No government minister has a mandate to do what they like. The people can only vote for the least offensive manifesto offered, which in itself is just a list of what is claimed they might like to do, and to which no party is beholding. So the first lot of capitals are nonsense.
Few disagree that some unions were using the power they had gained over the years to 'flex muscles' and make demands that were not in the public interest. But they were not there representing all the public, they were getting the best for their members. That is how the market, something right wing thinking claims to honour, works. Each side demands what it wants and then negotiation comes up with the correct compromise. (Unless of course the supplier of labour is represented union who looks like they might want more than the buyer of labour and their powerful friends want.)

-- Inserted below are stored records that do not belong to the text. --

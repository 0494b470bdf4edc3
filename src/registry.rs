pub mod endpoint_registry;
pub mod types;

pub use endpoint_registry::EndpointRegistry;
pub use types::{Endpoint, EndpointInfo};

The fact is that any temporary imbalance of power in the UK was merely used as an excuse to pass legislation to make unions jump through unreasonable hoops before they can do anything, and thus pervert the employee/employer balance in favour of employers.
The landslide election was clearly a reaction to the previous government that allowed a situation to get out of balance; and who had no ideological reason to ignore playing fair and opt to just bash the unions that supported them instead. It was nothing to do with wanting a Conservative government to do whatever it liked.

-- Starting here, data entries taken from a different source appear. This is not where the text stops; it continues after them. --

//! Runtime configuration for both processes.
//!
//! Each binary loads an optional TOML file and then applies command-line
//! overrides. Defaults match the historical deployment: RPC on 9000,
//! exception list on 8080, 65535-byte snapshot length.

use std::path::{Path, PathBuf};

use serde::Deserialize;

use crate::error_handling::types::ConfigError;

#[derive(Debug, Clone, Deserialize)]
#[serde(default)]
pub struct CollectorConfig {
    /// Address both listeners bind to.
    pub bind_address: String,
    /// Port of the registration/capture service.
    pub rpc_port: u16,
    /// Port of the auxiliary HTTP service.
    pub http_port: u16,
    /// Directory trace files are written into.
    pub output_dir: PathBuf,
    /// Directory holding `exceptions.list`.
    pub public_dir: PathBuf,
    /// Snapshot length declared in every trace-file header. Explicit on
    /// purpose; nothing infers it.
    pub snapshot_length: u32,
    /// Link-layer type declared in every trace-file header.
    pub link_type: u32,
    /// How long a freshly accepted connection may take to send its first
    /// control frame.
    pub handshake_timeout_secs: u64,
}

impl Default for CollectorConfig {
    fn default() -> Self {
        CollectorConfig {
            bind_address: "0.0.0.0".to_string(),
            rpc_port: 9000,
            http_port: 8080,
            output_dir: PathBuf::from("."),
            public_dir: PathBuf::from("./public"),
            snapshot_length: 65535,
            link_type: crate::session::pcap::LINKTYPE_ETHERNET,
            handshake_timeout_secs: 60,
        }
    }
}

impl CollectorConfig {
    pub fn from_file(path: &Path) -> Result<Self, ConfigError> {
        let raw = std::fs::read_to_string(path)?;
        let config: CollectorConfig =
            toml::from_str(&raw).map_err(|e| ConfigError::TomlError(e.to_string()))?;
        config.validate()?;
        Ok(config)
    }

    pub fn validate(&self) -> Result<(), ConfigError> {
        if self.rpc_port == 0 || self.http_port == 0 {
            return Err(ConfigError::BadPortsRange(
                "ports must be non-zero".to_string(),
            ));
        }
        if self.rpc_port == self.http_port {
            return Err(ConfigError::BadPortsRange(format!(
                "RPC and HTTP ports collide on {}",
                self.rpc_port
            )));
        }
        if self.snapshot_length == 0 {
            return Err(ConfigError::BadSnapshotLength(
                "snapshot_length must be non-zero".to_string(),
            ));
        }
        Ok(())
    }

    /// Creates the output directory and checks the public one exists.
    pub fn ensure_dirs(&self) -> Result<(), ConfigError> {
        std::fs::create_dir_all(&self.output_dir)?;
        if !self.public_dir.is_dir() {
            return Err(ConfigError::DirectoryDoesNotExist(format!(
                "public directory {} not found",
                self.public_dir.display()
            )));
        }
        Ok(())
    }
}

#[derive(Debug, Clone, Deserialize)]
#[serde(default)]
pub struct AgentConfig {
    /// Collector address the agent connects to.
    pub collector_address: String,
    pub rpc_port: u16,
    pub http_port: u16,
    /// Fetch the published exception list and fold it into the filter.
    pub use_exception_list: bool,
    /// Resolve domain entries of the exception list via DNS.
    pub resolve_domains: bool,
    /// User-supplied capture filter fragment, appended verbatim.
    pub capture_filter: String,
    /// Bounded timeout on the registration exchange.
    pub register_timeout_secs: u64,
    /// Log progress every N packets.
    pub stats_every: u64,
    /// Stop streaming after this many packets.
    pub max_packets: Option<u64>,
    /// Stop streaming after this many frame bytes.
    pub max_bytes: Option<u64>,
}

impl Default for AgentConfig {
    fn default() -> Self {
        AgentConfig {
            collector_address: "127.0.0.1".to_string(),
            rpc_port: 9000,
            http_port: 8080,
            use_exception_list: false,
            resolve_domains: false,
            capture_filter: String::new(),
            register_timeout_secs: 60,
            stats_every: 1000,
            max_packets: None,
            max_bytes: None,
        }
    }
}

impl AgentConfig {
    pub fn from_file(path: &Path) -> Result<Self, ConfigError> {
        let raw = std::fs::read_to_string(path)?;
        let config: AgentConfig =
            toml::from_str(&raw).map_err(|e| ConfigError::TomlError(e.to_string()))?;
        config.validate()?;
        Ok(config)
    }

    pub fn validate(&self) -> Result<(), ConfigError> {
        if self.rpc_port == 0 || self.http_port == 0 {
            return Err(ConfigError::BadPortsRange(
                "ports must be non-zero".to_string(),
            ));
        }
        Ok(())
    }

    pub fn rpc_endpoint(&self) -> String {
        format!("{}:{}", self.collector_address, self.rpc_port)
    }
}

Phrases like "utterly destroying the unions" put all too clearly what was intended and done. No sense of right or wrong, just smash the voice of the working class, the voice that had improved the lot of so many over the years. She had no blessing save from those who wanted the same 'class war' outcome. Domination of the few over the many, and they can just put up with it. A genuine desire to rebalance would have taken longer and been less dramatic.
Of course she destroyed them because of a class war, denial changes nothing. Too many folk lived through it and know to be able to rewrite history.
As for the Falklands, well credit where credit is due. Although even there, there are tales that British Intelligence had already highlighted the possibility of an invasion, and nothing was done to prevent it. However fair enough, the reaction to the invasion was as it had to be.
Frankly Thatcher took a country that was going through a temporary difficult period, and with her desire to union bah and her slavish trust in Monetarism screwed much of the economy, caused much pain to many people, and it has had to recover since. Which of course it would eventually do regardless, since to do little more than baton down the hatches, and spend little, is the usual right wing approach to difficult times; and even then things eventually improve. It eventually recovers, or has done so far.
I think those who feel we are any sort of major power since the last World War is looking through rose tinted spectacles at their country. To think the world is a safer place because of Thatcher is IMO delusion in the extreme. No one was terrified of her (save arguably the working classes). "Feared Britain" indeed, where do folks think up their claims ?
And don't forget that to win votes she demanded councils sell off to tenants the local council housing stock at knock down prices to folk, many of whom didn't realise the cost of maintenance anyway. The rest made a killing at the expense of all us taxpayers. And some actually claim this bribe was a good thing. As I recall councils were not even allowed to build more council property with the little they got from the sales.
Truly she was an awful Prime Minister for internal national matters, merely showing some talent when dealing with other countries, which is where she may have been better employed.